No. 2921 October Term, 1978, No. 61 October Term, 1979, Appeals from the Orders of the Court of Common Pleas, Bucks County, Civil Action, Law, at No. 78-7395-126.
Martin J. King, Newtown, for appellant.
Albert R. Subers, Norristown, for appellee.
Price, Spaeth and Lipez, JJ.
[ 267 Pa. Super. Page 135]
The parties to these appeals are the natural parents of the minor child, who was born on December 7, 1972. The child lived with both parents until the separation of the parties on January 19, 1974, and since then lived first with appellee until January 1976, then with appellant until the present time. Although on November 21, 1978, custody was
[ 267 Pa. Super. Page 136]
awarded to appellee, Supersedeas was granted by this Court so that the custody transfer has not as yet been carried out.*fn1
We affirm the order of November 21, 1978, and dissolve the Supersedeas granted by this Court on January 11, 1979, to be effective upon the close of the child's 1978-1979 school year.
Being aware of the broad scope of our review in child custody cases, we find this record to be complete in every respect. Further, we have repeatedly made plain that the hearing judge must by opinion give us the benefit of a thorough analysis of that record. This record is replete with such analysis. For us to cite such well settled law would provide but additional length to this opinion, but most recently the authorities are gathered and discussed in Shoup v. Shoup, 257 Pa. Super. 263, 390 A.2d 814 (1978), in both the opinion in support of affirmance and the opinion in support of remand.
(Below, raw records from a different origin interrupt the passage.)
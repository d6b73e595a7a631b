//! Error types for record type synthesis and field access

use dynmsg_schema::SchemaViolation;

/// Error type for [`TypeRegistry::synthesize`](crate::TypeRegistry::synthesize)
///
/// A failed synthesis publishes nothing, so the same name can be retried with
/// a corrected schema.
#[derive(Debug, Clone, PartialEq, Eq, thiserror::Error)]
pub enum SynthesisError {
    /// Bad type name, bad field name, or a field declared twice
    #[error("Invalid schema `{name}`: {reason}")]
    InvalidSchema {
        name: String,
        reason: SchemaViolation,
    },

    /// A field kind outside the supported set, or a reference to a record
    /// type that has not been synthesized yet
    #[error("Unsupported kind `{kind}` for field {schema}.{field}")]
    UnsupportedFieldKind {
        schema: String,
        field: String,
        kind: String,
    },
}

/// Error type for record field access
#[derive(Debug, Clone, PartialEq, Eq, thiserror::Error)]
pub enum RecordError {
    /// Field name not declared by the record type
    #[error("Field not found: {record_type}.{field}")]
    UnknownField { record_type: String, field: String },

    /// The record was created by a different record type
    #[error("Record of type `{found}` used through record type `{expected}`")]
    ForeignInstance { expected: String, found: String },

    /// Value kind does not match the declared field kind
    #[error("Type mismatch for field `{field}`: expected {expected}, found {found}")]
    TypeMismatch {
        field: String,
        expected: String,
        found: String,
    },
}
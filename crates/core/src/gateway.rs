//! Gateway composition root
//!
//! [`Gateway`] owns the process-wide [`TypeRegistry`] together with the core
//! configuration. Components that need message types are handed the gateway
//! (or a clone of its registry `Arc`) instead of reaching for a global.

use std::sync::Arc;

use parking_lot::RwLock;
use tracing::{debug, error, info, warn};

use dynmsg_engine::{
    MessageContract, Record, RecordError, RecordType, SynthesisError, TypeRegistry,
};

use crate::config::{ConfigError, CoreConfig, SchemaCatalog};
use crate::json::{self, JsonError};

/// Error type for gateway operations
#[derive(Debug, thiserror::Error)]
pub enum GatewayError {
    #[error(transparent)]
    Config(#[from] ConfigError),

    #[error(transparent)]
    Synthesis(#[from] SynthesisError),

    #[error(transparent)]
    Record(#[from] RecordError),

    #[error(transparent)]
    Json(#[from] JsonError),

    /// No record type has been synthesized under this name
    #[error("Unknown message type: {0}")]
    UnknownMessageType(String),
}

/// A record reference that cannot resolve where it appears in a catalog
#[derive(Debug, Clone, PartialEq, Eq)]
pub struct UnresolvedReference {
    /// Schema holding the reference
    pub schema: String,
    /// Referenced record type name
    pub target: String,
    /// The target is declared further down the catalog
    pub declared_later: bool,
}

/// Outcome of synthesizing a schema catalog
#[derive(Debug, Default)]
pub struct CatalogReport {
    /// Names synthesized (or already present), in catalog order
    pub synthesized: Vec<String>,
    /// Schemas that failed, with the reason
    pub failures: Vec<(String, SynthesisError)>,
    /// References found before synthesis that point at nothing registered
    /// or declared above
    pub unresolved: Vec<UnresolvedReference>,
}

impl CatalogReport {
    /// Check if every schema in the catalog was synthesized
    pub fn is_ok(&self) -> bool {
        self.failures.is_empty()
    }
}

/// Composition root holding the type registry and configuration
pub struct Gateway {
    registry: Arc<TypeRegistry>,
    config: RwLock<CoreConfig>,
}

impl Gateway {
    /// Create a gateway with a fresh, empty registry
    pub fn new(config: CoreConfig) -> Self {
        Self::with_registry(config, Arc::new(TypeRegistry::new()))
    }

    /// Create a gateway around an existing registry
    pub fn with_registry(config: CoreConfig, registry: Arc<TypeRegistry>) -> Self {
        Self {
            registry,
            config: RwLock::new(config),
        }
    }

    /// Start a gateway from the config directory
    ///
    /// Loads (or creates) `configs/core.toml` and synthesizes the configured
    /// catalog. Catalog entries that fail are logged and skipped.
    pub fn from_config_dir() -> Result<Self, GatewayError> {
        let config = CoreConfig::load()?;
        let catalog_file = config.catalog_file()?;
        let gateway = Self::new(config);

        if let Some(path) = catalog_file {
            let catalog = SchemaCatalog::load_from(&path)?;
            gateway.load_catalog(&catalog);
        }

        Ok(gateway)
    }

    /// The type registry
    pub fn registry(&self) -> &Arc<TypeRegistry> {
        &self.registry
    }

    /// Snapshot of the current configuration
    pub fn config(&self) -> CoreConfig {
        self.config.read().clone()
    }

    /// Re-read `configs/core.toml`
    ///
    /// Already synthesized types are unaffected.
    pub fn reload_config(&self) -> Result<(), ConfigError> {
        self.config.write().reload()
    }

    /// Synthesize every schema of a catalog, in order
    pub fn load_catalog(&self, catalog: &SchemaCatalog) -> CatalogReport {
        let mut report = CatalogReport {
            unresolved: self.unresolved_references(catalog),
            ..CatalogReport::default()
        };

        for (schema, result) in catalog
            .schemas
            .iter()
            .zip(self.registry.synthesize_all(&catalog.schemas))
        {
            match result {
                Ok(record_type) => {
                    debug!(
                        "Catalog type {} ready ({} fields)",
                        record_type.name(),
                        record_type.len()
                    );
                    report.synthesized.push(schema.name.clone());
                }
                Err(e) => {
                    error!("Failed to synthesize {}: {}", schema.name, e);
                    report.failures.push((schema.name.clone(), e));
                }
            }
        }

        if report.is_ok() {
            info!("Loaded {} message types", report.synthesized.len());
        } else {
            warn!(
                "Loaded {} message types, {} failed",
                report.synthesized.len(),
                report.failures.len()
            );
        }

        report
    }

    /// Find record references that synthesis will not be able to resolve
    ///
    /// A reference resolves when its target is already registered or is
    /// declared above the referring schema.
    pub fn unresolved_references(&self, catalog: &SchemaCatalog) -> Vec<UnresolvedReference> {
        let mut unresolved: Vec<UnresolvedReference> = Vec::new();

        for (index, schema) in catalog.schemas.iter().enumerate() {
            let above = &catalog.schemas[..index];
            let below = &catalog.schemas[index + 1..];

            for target in schema.dependencies() {
                if self.registry.contains(target) || above.iter().any(|s| s.name == target) {
                    continue;
                }
                if unresolved
                    .iter()
                    .any(|u| u.schema == schema.name && u.target == target)
                {
                    continue;
                }

                let declared_later = below.iter().any(|s| s.name == target);
                if declared_later {
                    warn!(
                        "{} refers to {}, which is declared later in the catalog",
                        schema.name, target
                    );
                } else {
                    warn!("{} refers to unknown record type {}", schema.name, target);
                }

                unresolved.push(UnresolvedReference {
                    schema: schema.name.clone(),
                    target: target.to_string(),
                    declared_later,
                });
            }
        }

        unresolved
    }

    /// Look up a message type by name
    pub fn message_type(&self, name: &str) -> Option<Arc<RecordType>> {
        self.registry.lookup(name)
    }

    /// Create a zero-valued message of a known type
    pub fn new_message(&self, name: &str) -> Result<Record, GatewayError> {
        self.message_type(name)
            .map(|record_type| record_type.new_instance())
            .ok_or_else(|| GatewayError::UnknownMessageType(name.to_string()))
    }

    /// Build a message of a known type from a JSON body
    pub fn decode_message(
        &self,
        name: &str,
        body: &serde_json::Value,
    ) -> Result<Record, GatewayError> {
        let record_type = self
            .message_type(name)
            .ok_or_else(|| GatewayError::UnknownMessageType(name.to_string()))?;
        Ok(json::from_json(&record_type, body)?)
    }

    /// Register a typed contract, returning its record type
    pub fn register<C: MessageContract>(&self) -> Result<Arc<RecordType>, GatewayError> {
        Ok(C::record_type(&self.registry)?)
    }

    /// Create a zero-valued typed message
    pub fn create<C: MessageContract>(&self) -> Result<C, GatewayError> {
        Ok(C::create(&self.registry)?)
    }
}

impl std::fmt::Debug for Gateway {
    fn fmt(&self, f: &mut std::fmt::Formatter<'_>) -> std::fmt::Result {
        f.debug_struct("Gateway")
            .field("registry", &self.registry)
            .field("config", &*self.config.read())
            .finish()
    }
}

#[cfg(test)]
mod tests {
    use super::*;
    use dynmsg_schema::Schema;

    fn catalog() -> SchemaCatalog {
        SchemaCatalog::new(vec![
            Schema::builder("Address").text("city").build(),
            Schema::builder("Order")
                .text("id")
                .record("shipping", "Address")
                .build(),
            Schema::builder("Audit").field("at", "datetime").build(),
        ])
    }

    #[test]
    fn test_load_catalog_reports_failures() {
        let gateway = Gateway::new(CoreConfig::default());
        let report = gateway.load_catalog(&catalog());

        assert!(!report.is_ok());
        assert_eq!(report.synthesized, vec!["Address", "Order"]);
        assert_eq!(report.failures.len(), 1);
        assert_eq!(report.failures[0].0, "Audit");
        assert!(report.unresolved.is_empty());
        assert!(gateway.message_type("Audit").is_none());
    }

    #[test]
    fn test_unresolved_references() {
        let gateway = Gateway::new(CoreConfig::default());
        let catalog = SchemaCatalog::new(vec![
            Schema::builder("Order")
                .record("shipping", "Address")
                .record("billing", "Address")
                .build(),
            Schema::builder("Address").text("city").build(),
            Schema::builder("Refund").record("order", "Order").build(),
            Schema::builder("Audit").record("actor", "User").build(),
        ]);

        let report = gateway.load_catalog(&catalog);
        assert_eq!(
            report.unresolved,
            vec![
                UnresolvedReference {
                    schema: "Order".to_string(),
                    target: "Address".to_string(),
                    declared_later: true,
                },
                UnresolvedReference {
                    schema: "Audit".to_string(),
                    target: "User".to_string(),
                    declared_later: false,
                },
            ]
        );
        // Refund's target failed itself, which shows up as a failure instead
        let failed: Vec<_> = report.failures.iter().map(|(n, _)| n.as_str()).collect();
        assert_eq!(failed, vec!["Order", "Refund", "Audit"]);

        // Once Address exists, a second pass only misses User
        let again = gateway.unresolved_references(&catalog);
        assert_eq!(again.len(), 1);
        assert_eq!(again[0].target, "User");
    }

    #[test]
    fn test_new_message() {
        let gateway = Gateway::new(CoreConfig::default());
        gateway.load_catalog(&catalog());

        let mut order = gateway.new_message("Order").unwrap();
        order.set("id", "A-1").unwrap();
        assert_eq!(order.type_name(), "Order");

        assert!(matches!(
            gateway.new_message("Missing"),
            Err(GatewayError::UnknownMessageType(name)) if name == "Missing"
        ));
    }

    #[test]
    fn test_decode_message() {
        let gateway = Gateway::new(CoreConfig::default());
        gateway.load_catalog(&catalog());

        let body = serde_json::json!({ "id": "A-2", "shipping": { "city": "Porto" } });
        let order = gateway.decode_message("Order", &body).unwrap();
        assert_eq!(order.get_as::<String>("id").unwrap(), "A-2");

        assert!(matches!(
            gateway.decode_message("Order", &serde_json::json!({ "id": 3 })),
            Err(GatewayError::Json(_))
        ));
    }

    #[test]
    fn test_shared_registry() {
        let registry = Arc::new(TypeRegistry::new());
        let a = Gateway::with_registry(CoreConfig::default(), Arc::clone(&registry));
        let b = Gateway::with_registry(CoreConfig::default(), Arc::clone(&registry));

        a.load_catalog(&catalog());
        let from_a = a.message_type("Order").unwrap();
        let from_b = b.message_type("Order").unwrap();
        assert!(RecordType::same(&from_a, &from_b));
    }
}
The hearing judge, on the record at the conclusion of the hearing on November 21, 1978, articulated an analysis. Again on December 18, 1978, in an opinion and order denying Supersedeas, these reasons were repeated and expanded upon. Yet again, by opinion filed pursuant to Pa.R.A.P. 1925(a), we were given further detailed rationale.
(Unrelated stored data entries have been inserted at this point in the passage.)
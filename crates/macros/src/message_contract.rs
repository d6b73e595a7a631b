//! MessageContract derive macro implementation

use proc_macro2::TokenStream;
use quote::{format_ident, quote};
use syn::{GenericArgument, PathArguments, Type};

use crate::parse::{parse_contract, ContractArgs, ContractFieldArgs};

/// Last path segment of a type, if it is a plain path
fn last_segment(ty: &Type) -> Option<&syn::PathSegment> {
    match ty {
        Type::Path(type_path) if type_path.qself.is_none() => type_path.path.segments.last(),
        _ => None,
    }
}

/// First generic argument of a path segment, if it is a type
fn first_type_arg(segment: &syn::PathSegment) -> Option<&Type> {
    if let PathArguments::AngleBracketed(args) = &segment.arguments {
        if let Some(GenericArgument::Type(inner)) = args.args.first() {
            return Some(inner);
        }
    }
    None
}

/// Extract the inner type from `PhantomData<T>` if present, otherwise return the type as-is
fn extract_inner_type(ty: &Type) -> &Type {
    match last_segment(ty) {
        Some(segment) if segment.ident == "PhantomData" => first_type_arg(segment).unwrap_or(ty),
        _ => ty,
    }
}

/// Check if a type is PhantomData
fn is_phantom_data(ty: &Type) -> bool {
    last_segment(ty)
        .map(|segment| segment.ident == "PhantomData")
        .unwrap_or(false)
}

/// Check if a type is `Option<Record>`
fn is_optional_record(ty: &Type) -> bool {
    last_segment(ty)
        .filter(|segment| segment.ident == "Option")
        .and_then(first_type_arg)
        .and_then(last_segment)
        .map(|inner| inner.ident == "Record")
        .unwrap_or(false)
}

/// Map a member to its declared field kind
fn field_kind(field: &ContractFieldArgs, ty: &Type) -> syn::Result<TokenStream> {
    let kinds = quote!(::dynmsg_engine::schema::FieldType);

    if let Some(target) = &field.record {
        if !is_optional_record(ty) {
            return Err(syn::Error::new_spanned(
                ty,
                "fields with `record = \"...\"` must have type Option<Record>",
            ));
        }
        return Ok(quote!(#kinds::Record(::std::string::String::from(#target))));
    }

    let segment = last_segment(ty).ok_or_else(|| unsupported(ty))?;
    let kind = if segment.ident == "i64" {
        quote!(#kinds::Integer)
    } else if segment.ident == "f64" {
        quote!(#kinds::Float)
    } else if segment.ident == "String" {
        quote!(#kinds::Text)
    } else if segment.ident == "bool" {
        quote!(#kinds::Boolean)
    } else if segment.ident == "Vec"
        && first_type_arg(segment)
            .and_then(last_segment)
            .map(|inner| inner.ident == "u8")
            .unwrap_or(false)
    {
        quote!(#kinds::Bytes)
    } else if is_optional_record(ty) {
        return Err(syn::Error::new_spanned(
            ty,
            "Option<Record> fields need `record = \"TypeName\"`",
        ));
    } else {
        return Err(unsupported(ty));
    };

    Ok(kind)
}

fn unsupported(ty: &Type) -> syn::Error {
    syn::Error::new_spanned(
        ty,
        "unsupported contract field type; expected i64, f64, String, bool, Vec<u8> \
         or Option<Record>",
    )
}

/// Generate the MessageContract implementation
pub fn derive_message_contract(input: syn::DeriveInput) -> TokenStream {
    match parse_contract(&input) {
        Ok(args) => generate_impl(args).unwrap_or_else(syn::Error::into_compile_error),
        Err(e) => e.write_errors(),
    }
}

fn generate_impl(args: ContractArgs) -> syn::Result<TokenStream> {
    let struct_name = &args.ident;
    let contract_name = &args.name;

    let fields = match args.data {
        darling::ast::Data::Struct(fields) => fields.fields,
        _ => {
            return Err(syn::Error::new_spanned(
                &args.ident,
                "MessageContract can only be derived for structs",
            ))
        }
    };

    if !fields.iter().any(|f| f.is_record_member()) {
        return Err(syn::Error::new_spanned(
            struct_name,
            "MessageContract structs need a `record: Record` member",
        ));
    }

    let descriptors = fields
        .iter()
        .filter(|f| f.is_contract_field())
        .map(generate_descriptor)
        .collect::<syn::Result<Vec<_>>>()?;

    let accessors: Vec<_> = fields
        .iter()
        .filter(|f| f.is_contract_field())
        .map(|f| generate_accessors(struct_name, f))
        .collect();

    let constants = generate_constants(&fields);
    let contract_impl = generate_contract_impl(struct_name, contract_name, &descriptors, &fields);

    Ok(quote! {
        impl #struct_name {
            #constants
        }

        #(#accessors)*

        #contract_impl
    })
}

fn clean_name(field: &ContractFieldArgs) -> String {
    let ident = field
        .ident
        .as_ref()
        .map(|i| i.to_string())
        .unwrap_or_default();
    // Strip leading underscore from member name for accessor names
    ident.strip_prefix('_').unwrap_or(&ident).to_string()
}

fn const_field_name(field: &ContractFieldArgs) -> syn::Ident {
    format_ident!("{}_FIELD", clean_name(field).to_uppercase())
}

fn generate_descriptor(field: &ContractFieldArgs) -> syn::Result<TokenStream> {
    let ty = extract_inner_type(&field.ty);
    let kind = field_kind(field, ty)?;
    let const_name = const_field_name(field);

    Ok(quote! {
        ::dynmsg_engine::schema::FieldDescriptor::new(Self::#const_name, #kind)
    })
}

fn generate_accessors(struct_name: &syn::Ident, field: &ContractFieldArgs) -> TokenStream {
    let field_ty = extract_inner_type(&field.ty);
    let field_name = field.field_name.as_deref().unwrap_or_default();
    let clean = clean_name(field);
    let getter_name = format_ident!("{}", clean);
    let setter_name = format_ident!("set_{}", clean);
    let const_name = const_field_name(field);

    let getter_doc = format!("Get the value of `{}`", field_name);
    let setter_doc = format!("Set the value of `{}`", field_name);

    let getter = quote! {
        #[doc = #getter_doc]
        #[inline]
        pub fn #getter_name(&self) -> ::std::result::Result<#field_ty, ::dynmsg_engine::RecordError> {
            self.record.get_as::<#field_ty>(Self::#const_name)
        }
    };

    let setter = if field.readonly {
        quote! {}
    } else {
        quote! {
            #[doc = #setter_doc]
            #[inline]
            pub fn #setter_name(&mut self, value: #field_ty) -> ::std::result::Result<(), ::dynmsg_engine::RecordError> {
                self.record.set(Self::#const_name, value)
            }
        }
    };

    quote! {
        impl #struct_name {
            #getter
            #setter
        }
    }
}

fn generate_constants(fields: &[ContractFieldArgs]) -> TokenStream {
    let field_constants = fields.iter().filter(|f| f.is_contract_field()).map(|f| {
        let field_name = f.field_name.as_deref().unwrap_or_default();
        let const_name = const_field_name(f);
        let field_doc = format!("Record field name for `{}`", clean_name(f));

        quote! {
            #[doc = #field_doc]
            pub const #const_name: &'static str = #field_name;
        }
    });

    quote! {
        #(#field_constants)*
    }
}

fn generate_contract_impl(
    struct_name: &syn::Ident,
    contract_name: &str,
    descriptors: &[TokenStream],
    fields: &[ContractFieldArgs],
) -> TokenStream {
    // Non-record members get placeholder values when wrapping
    let member_inits: Vec<_> = fields
        .iter()
        .filter(|f| !f.is_record_member())
        .filter_map(|f| {
            let ident = f.ident.as_ref()?;
            if is_phantom_data(&f.ty) {
                Some(quote! { #ident: ::std::marker::PhantomData })
            } else {
                Some(quote! { #ident: ::std::default::Default::default() })
            }
        })
        .collect();

    quote! {
        impl ::dynmsg_engine::MessageContract for #struct_name {
            const CONTRACT_NAME: &'static str = #contract_name;

            fn schema() -> ::dynmsg_engine::schema::Schema {
                ::dynmsg_engine::schema::Schema::new(
                    #contract_name,
                    ::std::vec![#(#descriptors),*],
                )
            }

            fn wrap_unchecked(record: ::dynmsg_engine::Record) -> Self {
                Self {
                    record,
                    #(#member_inits),*
                }
            }

            fn record(&self) -> &::dynmsg_engine::Record {
                &self.record
            }

            fn into_record(self) -> ::dynmsg_engine::Record {
                self.record
            }
        }
    }
}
It is now beyond dispute that the sole issue to be decided in a custody proceeding is the best interests and welfare of the child. The hearing judge has decided that issue in appellee's favor. That determination is well supported in the record and is fully articulated by the hearing judge. We accordingly affirm that decision.
Although appellant presents four questions in his Statement of Questions Involved, his argument in essence is that the hearing judge ...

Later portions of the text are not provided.